┌─ Records provided

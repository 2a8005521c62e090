//! Unified error handling for Provis Core

use thiserror::Error;

/// Application-wide result type
pub type Result<T> = std::result::Result<T, AppError>;

/// Application error types
///
/// The taxonomy is deliberately small: callers branch on the variant, never
/// on message contents. `AuthFailed` carries a reason string for logs but a
/// caller must not be able to tell which stage of authentication rejected
/// the attempt.
#[derive(Error, Debug)]
pub enum AppError {
    #[error("No such {kind}: {key}")]
    NotFound { kind: &'static str, key: String },

    #[error("Multiple entries matched {key}: {}", paths.join(", "))]
    MultipleMatched { key: String, paths: Vec<String> },

    #[error("Already exists: {0}")]
    AlreadyExists(String),

    #[error("Invalid input: {0}")]
    InvalidInput(String),

    #[error("Authentication failed: {reason}")]
    AuthFailed { reason: String },

    #[error("Password policy violation: {0}")]
    PolicyViolation(String),

    #[error("Directory error: {0}")]
    Directory(String),

    #[error("Internal error: {0}")]
    Internal(#[from] anyhow::Error),
}

impl AppError {
    /// Shorthand for a typed "no such X" failure
    pub fn not_found(kind: &'static str, key: impl Into<String>) -> Self {
        AppError::NotFound {
            kind,
            key: key.into(),
        }
    }

    /// Shorthand for an authentication failure with a diagnostic reason
    pub fn auth_failed(reason: impl Into<String>) -> Self {
        AppError::AuthFailed {
            reason: reason.into(),
        }
    }

    /// True for failures a higher layer may retry (transient directory I/O)
    pub fn is_transient(&self) -> bool {
        matches!(self, AppError::Directory(_))
    }
}

// Conversion from validation errors
impl From<validator::ValidationErrors> for AppError {
    fn from(errors: validator::ValidationErrors) -> Self {
        AppError::InvalidInput(errors.to_string())
    }
}

impl From<ldap3::LdapError> for AppError {
    fn from(err: ldap3::LdapError) -> Self {
        AppError::Directory(err.to_string())
    }
}

#[cfg(test)]
mod tests {
    use super::*;

    #[test]
    fn test_error_display() {
        let err = AppError::not_found("account", "user@example.com");
        assert_eq!(err.to_string(), "No such account: user@example.com");
    }

    #[test]
    fn test_multiple_matched_lists_paths() {
        let err = AppError::MultipleMatched {
            key: "dup@example.com".to_string(),
            paths: vec![
                "uid=dup,ou=people,dc=example,dc=com".to_string(),
                "uid=dup2,ou=people,dc=example,dc=com".to_string(),
            ],
        };
        let msg = err.to_string();
        assert!(msg.contains("dup@example.com"));
        assert!(msg.contains("uid=dup,ou=people"));
        assert!(msg.contains("uid=dup2,ou=people"));
    }

    #[test]
    fn test_error_conversion() {
        let err: AppError = anyhow::anyhow!("Something went wrong").into();
        assert!(matches!(err, AppError::Internal(_)));
    }

    #[test]
    fn test_transient_classification() {
        assert!(AppError::Directory("connection reset".to_string()).is_transient());
        assert!(!AppError::auth_failed("bad credentials").is_transient());
    }
}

└─

== Task prompt ==
Transcribe each line of the data above, unaltered, from the one where "of authentication rejected" appears to the one where "a diagnostic reason" appears, inclusive of both.

== Answer to this exercise ==
/// caller must not be able to tell which stage of authentication rejected
/// the attempt.
#[derive(Error, Debug)]
pub enum AppError {
    #[error("No such {kind}: {key}")]
    NotFound { kind: &'static str, key: String },

    #[error("Multiple entries matched {key}: {}", paths.join(", "))]
    MultipleMatched { key: String, paths: Vec<String> },

    #[error("Already exists: {0}")]
    AlreadyExists(String),

    #[error("Invalid input: {0}")]
    InvalidInput(String),

    #[error("Authentication failed: {reason}")]
    AuthFailed { reason: String },

    #[error("Password policy violation: {0}")]
    PolicyViolation(String),

    #[error("Directory error: {0}")]
    Directory(String),

    #[error("Internal error: {0}")]
    Internal(#[from] anyhow::Error),
}

impl AppError {
    /// Shorthand for a typed "no such X" failure
    pub fn not_found(kind: &'static str, key: impl Into<String>) -> Self {
        AppError::NotFound {
            kind,
            key: key.into(),
        }
    }

    /// Shorthand for an authentication failure with a diagnostic reason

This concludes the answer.